已有两项索菲布韦和索菲布韦联合雷迪帕韦的青少年和儿童中的药代动力学研究结果被公布。在一项研究中,12~17岁体重≥45kg的丙肝病毒青少年感染者中10例每日服用索菲布韦400mg+利巴韦林治疗7天,10例每日服用索菲布韦400mg+雷迪帕韦90mg治疗10天[11]。在另一项6~11岁儿童的药代动力学研究中,50例基因2型或3型丙肝病毒感染的儿童每日服用索菲布韦200mg+利巴韦林治疗12周或24周,药代动力学观察7天;100例基因1型丙肝病毒感染的儿童每日服用索菲布韦200mg+雷迪帕韦45mg治疗12周,药代动力学观察10天[12]。两项研究结果均显示,药代动力学参数与成人临床Ⅱ/Ⅲ的研究结果相似,安全性良好,没有严重不良事件和实验室检测异常。
两项青少年丙型肝炎治疗的有效性和安全性结果被公布。
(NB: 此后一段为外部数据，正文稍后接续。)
//! Outstanding-debt aggregates referenced by reports

use serde::{Deserialize, Serialize};

/// Aggregate debt record keyed by report identifier
///
/// The owner is the participant the money is owed to; everyone else on the
/// report carries the debt.
#[derive(Debug, Clone, Serialize, Deserialize)]
pub struct IouReport {
    pub report_id: String,
    pub owner_login: String,
    /// Total owed, in minor currency units
    pub total: i64,
    pub currency: String,
}
//! Handler 테스트
//!
//! axum-test를 사용한 HTTP 핸들러 레이어 테스트

use std::sync::atomic::{AtomicUsize, Ordering};
use std::sync::Arc;

use axum::http::{Method, StatusCode};
use axum_test::TestServer;
use serde_json::json;

use saju_server::domain::fortune::client::CompletionClient;
use saju_server::error::AppError;
use saju_server::{create_test_router_with_mock, create_test_router_without_key};

/// 테스트용 Mock 완성 클라이언트 (성공 응답, 호출 횟수 기록)
struct MockCompletionSuccess {
    response: String,
    calls: Arc<AtomicUsize>,
}

impl MockCompletionSuccess {
    fn new(response: &str) -> Self {
        Self {
            response: response.to_string(),
            calls: Arc::new(AtomicUsize::new(0)),
        }
    }
}

#[async_trait::async_trait]
impl CompletionClient for MockCompletionSuccess {
    async fn complete(&self, _system: &str, _user: &str) -> Result<String, AppError> {
        self.calls.fetch_add(1, Ordering::SeqCst);
        Ok(self.response.trim().to_string())
    }
}

/// 테스트용 Mock 완성 클라이언트 (업스트림 실패)
struct MockCompletionUpstreamFailure {
    status: u16,
    raw: String,
}

#[async_trait::async_trait]
impl CompletionClient for MockCompletionUpstreamFailure {
    async fn complete(&self, _system: &str, _user: &str) -> Result<String, AppError> {
        Err(AppError::UpstreamFailure {
            status: self.status,
            raw: self.raw.clone(),
        })
    }
}

/// 테스트용 Mock 완성 클라이언트 (빈 완성)
struct MockCompletionEmpty;

#[async_trait::async_trait]
impl CompletionClient for MockCompletionEmpty {
    async fn complete(&self, _system: &str, _user: &str) -> Result<String, AppError> {
        Err(AppError::EmptyCompletion {
            raw: r#"{"choices":[]}"#.to_string(),
        })
    }
}

mod fortune_handler {
    use super::*;

    #[tokio::test]
    async fn should_return_200_with_trimmed_text() {
        // Arrange
        let mock = MockCompletionSuccess::new("  오늘은 차분하게 보내기 좋은 날입니다.  ");
        let server = TestServer::new(create_test_router_with_mock(mock)).unwrap();

        // Act
        let response = server
            .post("/saju")
            .json(&json!({ "birthDate": "1990-01-01" }))
            .await;

        // Assert
        response.assert_status_ok();
        let body: serde_json::Value = response.json();
        assert_eq!(body["text"], "오늘은 차분하게 보내기 좋은 날입니다.");
    }

    #[tokio::test]
    async fn should_return_400_without_birth_date_and_skip_outbound_call() {
        // Arrange
        let mock = MockCompletionSuccess::new("test");
        let calls = mock.calls.clone();
        let server = TestServer::new(create_test_router_with_mock(mock)).unwrap();

        // Act
        let response = server.post("/saju").json(&json!({})).await;

        // Assert
        response.assert_status_bad_request();
        let body: serde_json::Value = response.json();
        assert_eq!(body["error"], "birthDate required");
        assert_eq!(calls.load(Ordering::SeqCst), 0, "no outbound call expected");
    }

    #[tokio::test]
    async fn should_return_400_for_empty_birth_date() {
        // Arrange
        let mock = MockCompletionSuccess::new("test");
        let server = TestServer::new(create_test_router_with_mock(mock)).unwrap();

        // Act
        let response = server
            .post("/saju")
            .json(&json!({ "birthDate": "" }))
            .await;

        // Assert
        response.assert_status_bad_request();
        let body: serde_json::Value = response.json();
        assert_eq!(body["error"], "birthDate required");
    }

    #[tokio::test]
    async fn should_return_500_when_api_key_is_missing() {
        // Arrange
        let server = TestServer::new(create_test_router_without_key()).unwrap();

        // Act
        let response = server
            .post("/saju")
            .json(&json!({ "birthDate": "1990-01-01" }))
            .await;

        // Assert
        response.assert_status(StatusCode::INTERNAL_SERVER_ERROR);
        let body: serde_json::Value = response.json();
        assert!(body["error"]
            .as_str()
            .unwrap()
            .contains("OPENAI_API_KEY missing"));
    }

    #[tokio::test]
    async fn should_return_502_with_upstream_status_and_raw_body() {
        // Arrange
        let mock = MockCompletionUpstreamFailure {
            status: 401,
            raw: r#"{"error":{"message":"Incorrect API key"}}"#.to_string(),
        };
        let server = TestServer::new(create_test_router_with_mock(mock)).unwrap();

        // Act
        let response = server
            .post("/saju")
            .json(&json!({ "birthDate": "1990-01-01" }))
            .await;

        // Assert
        response.assert_status(StatusCode::BAD_GATEWAY);
        let body: serde_json::Value = response.json();
        assert_eq!(body["error"], "OpenAI request failed");
        assert_eq!(body["status"], 401);
        assert_eq!(body["raw"], r#"{"error":{"message":"Incorrect API key"}}"#);
    }

    #[tokio::test]
    async fn should_return_502_for_empty_completion() {
        // Arrange
        let server = TestServer::new(create_test_router_with_mock(MockCompletionEmpty)).unwrap();

        // Act
        let response = server
            .post("/saju")
            .json(&json!({ "birthDate": "1990-01-01" }))
            .await;

        // Assert
        response.assert_status(StatusCode::BAD_GATEWAY);
        let body: serde_json::Value = response.json();
        assert_eq!(body["error"], "Empty completion");
        assert_eq!(body["raw"], r#"{"choices":[]}"#);
    }

    #[tokio::test]
    async fn should_return_500_for_malformed_json_body() {
        // Arrange
        let mock = MockCompletionSuccess::new("test");
        let server = TestServer::new(create_test_router_with_mock(mock)).unwrap();

        // Act
        let response = server
            .post("/saju")
            .content_type("application/json")
            .bytes("{invalid json}".as_bytes().into())
            .await;

        // Assert
        response.assert_status(StatusCode::INTERNAL_SERVER_ERROR);
        let body: serde_json::Value = response.json();
        assert!(body["error"].is_string());
    }

    #[tokio::test]
    async fn repeated_identical_requests_should_each_call_provider() {
        // Arrange: 완성 결과는 캐시되지 않아야 함
        let mock = MockCompletionSuccess::new("결과");
        let calls = mock.calls.clone();
        let server = TestServer::new(create_test_router_with_mock(mock)).unwrap();
        let body = json!({ "birthDate": "1990-01-01", "type": "wealth" });

        // Act
        let first = server.post("/saju").json(&body).await;
        let second = server.post("/saju").json(&body).await;

        // Assert
        first.assert_status_ok();
        second.assert_status_ok();
        assert_eq!(calls.load(Ordering::SeqCst), 2);
    }

    #[tokio::test]
    async fn should_accept_match_request_without_partner_date() {
        // Arrange: 궁합에서 상대방 정보 미입력은 에러가 아님
        let mock = MockCompletionSuccess::new("두 분은 서로 보완적인 성향입니다.");
        let server = TestServer::new(create_test_router_with_mock(mock)).unwrap();

        // Act
        let response = server
            .post("/saju")
            .json(&json!({ "type": "match", "birthDate": "1990-01-01" }))
            .await;

        // Assert
        response.assert_status_ok();
    }

    #[tokio::test]
    async fn should_default_unrecognized_category_to_today() {
        // Arrange
        let mock = MockCompletionSuccess::new("결과");
        let server = TestServer::new(create_test_router_with_mock(mock)).unwrap();

        // Act
        let response = server
            .post("/saju")
            .json(&json!({ "type": "lottery", "birthDate": "1990-01-01" }))
            .await;

        // Assert: 인식되지 않은 카테고리는 검증 에러가 아닌 기본값 처리
        response.assert_status_ok();
    }
}

mod health_handler {
    use super::*;

    #[tokio::test]
    async fn should_report_has_key_true_when_client_configured() {
        // Arrange
        let mock = MockCompletionSuccess::new("test");
        let calls = mock.calls.clone();
        let server = TestServer::new(create_test_router_with_mock(mock)).unwrap();

        // Act
        let response = server.get("/saju").add_query_param("health", "1").await;

        // Assert
        response.assert_status_ok();
        let body: serde_json::Value = response.json();
        assert_eq!(body["ok"], true);
        assert_eq!(body["hasKey"], true);
        assert_eq!(calls.load(Ordering::SeqCst), 0, "no outbound call expected");
    }

    #[tokio::test]
    async fn should_report_has_key_false_when_key_missing() {
        // Arrange
        let server = TestServer::new(create_test_router_without_key()).unwrap();

        // Act
        let response = server.get("/saju").add_query_param("health", "1").await;

        // Assert
        response.assert_status_ok();
        let body: serde_json::Value = response.json();
        assert_eq!(body["ok"], true);
        assert_eq!(body["hasKey"], false);
    }

    #[tokio::test]
    async fn get_without_health_flag_should_return_405() {
        // Arrange
        let mock = MockCompletionSuccess::new("test");
        let server = TestServer::new(create_test_router_with_mock(mock)).unwrap();

        // Act
        let response = server.get("/saju").await;

        // Assert
        response.assert_status(StatusCode::METHOD_NOT_ALLOWED);
        let body: serde_json::Value = response.json();
        assert_eq!(body["error"], "Method not allowed");
    }
}

mod cors_and_methods {
    use super::*;

    #[tokio::test]
    async fn options_should_return_204_with_cors_headers_and_empty_body() {
        // Arrange
        let mock = MockCompletionSuccess::new("test");
        let server = TestServer::new(create_test_router_with_mock(mock)).unwrap();

        // Act
        let response = server.method(Method::OPTIONS, "/saju").await;

        // Assert
        response.assert_status(StatusCode::NO_CONTENT);
        assert!(response.as_bytes().is_empty());

        let headers = response.headers();
        assert_eq!(headers.get("access-control-allow-origin").unwrap(), "*");
        assert_eq!(
            headers.get("access-control-allow-methods").unwrap(),
            "GET,POST,OPTIONS"
        );
        assert_eq!(
            headers.get("access-control-allow-headers").unwrap(),
            "Content-Type, Authorization"
        );
    }

    #[tokio::test]
    async fn cors_headers_should_be_present_on_error_responses() {
        // Arrange
        let mock = MockCompletionSuccess::new("test");
        let server = TestServer::new(create_test_router_with_mock(mock)).unwrap();

        // Act
        let response = server.post("/saju").json(&json!({})).await;

        // Assert
        response.assert_status_bad_request();
        assert_eq!(
            response.headers().get("access-control-allow-origin").unwrap(),
            "*"
        );
    }

    #[tokio::test]
    async fn cors_headers_should_be_present_on_success_responses() {
        // Arrange
        let mock = MockCompletionSuccess::new("결과");
        let server = TestServer::new(create_test_router_with_mock(mock)).unwrap();

        // Act
        let response = server
            .post("/saju")
            .json(&json!({ "birthDate": "1990-01-01" }))
            .await;

        // Assert
        response.assert_status_ok();
        let headers = response.headers();
        assert_eq!(headers.get("access-control-allow-origin").unwrap(), "*");
        assert_eq!(
            headers.get("access-control-allow-methods").unwrap(),
            "GET,POST,OPTIONS"
        );
    }

    #[tokio::test]
    async fn put_should_return_405_with_error_body() {
        // Arrange
        let mock = MockCompletionSuccess::new("test");
        let server = TestServer::new(create_test_router_with_mock(mock)).unwrap();

        // Act
        let response = server.method(Method::PUT, "/saju").await;

        // Assert
        response.assert_status(StatusCode::METHOD_NOT_ALLOWED);
        let body: serde_json::Value = response.json();
        assert_eq!(body["error"], "Method not allowed");
    }

    #[tokio::test]
    async fn delete_should_return_405_with_error_body() {
        // Arrange
        let mock = MockCompletionSuccess::new("test");
        let server = TestServer::new(create_test_router_with_mock(mock)).unwrap();

        // Act
        let response = server.method(Method::DELETE, "/saju").await;

        // Assert
        response.assert_status(StatusCode::METHOD_NOT_ALLOWED);
        let body: serde_json::Value = response.json();
        assert_eq!(body["error"], "Method not allowed");
    }
}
13例基因2型和37例基因3型丙肝病毒感染的青少年分别接受400mg+利巴韦林12周或24周治疗,停药12周的持续病毒应答率达到98%,病人耐受性好,没有严重不良事件或中断治疗发生,常见的不良事件是头痛、恶心、腹部不适和腹泻[13]。100例基因1型丙肝病毒感染的12~17岁青少年接受每日索菲布韦400mg+雷迪帕韦90mg治疗12周。其中81%为基因1a型丙肝病毒感染,80%为初治患者,1%为肝硬化。病人在治疗期间耐受性好,没有严重不良事件发生,也无因不良事件中断治疗的患者,治疗后的持续病毒学应答率为98%[14]。
尽管直接抗病毒药物在儿童中应用的安全数据不多,但初步的研究结果已经显示了这些药物在儿童和青少年中应用与成人的研究结果一样是安全有效的。在瑞典,已经建议12岁以上的儿童可以考虑使用直接抗病毒药物的成人方案和剂量治疗慢性丙肝病毒感染[4]。一旦更多的数据公布,这些药物在儿童中的有效性和安全性得到肯定,儿童丙型肝炎治疗的概念将会出现一个颠覆性改变,儿童的丙型肝炎治疗时间再也不用延迟到一定年龄,这将大大改善儿童丙型肝炎的预后。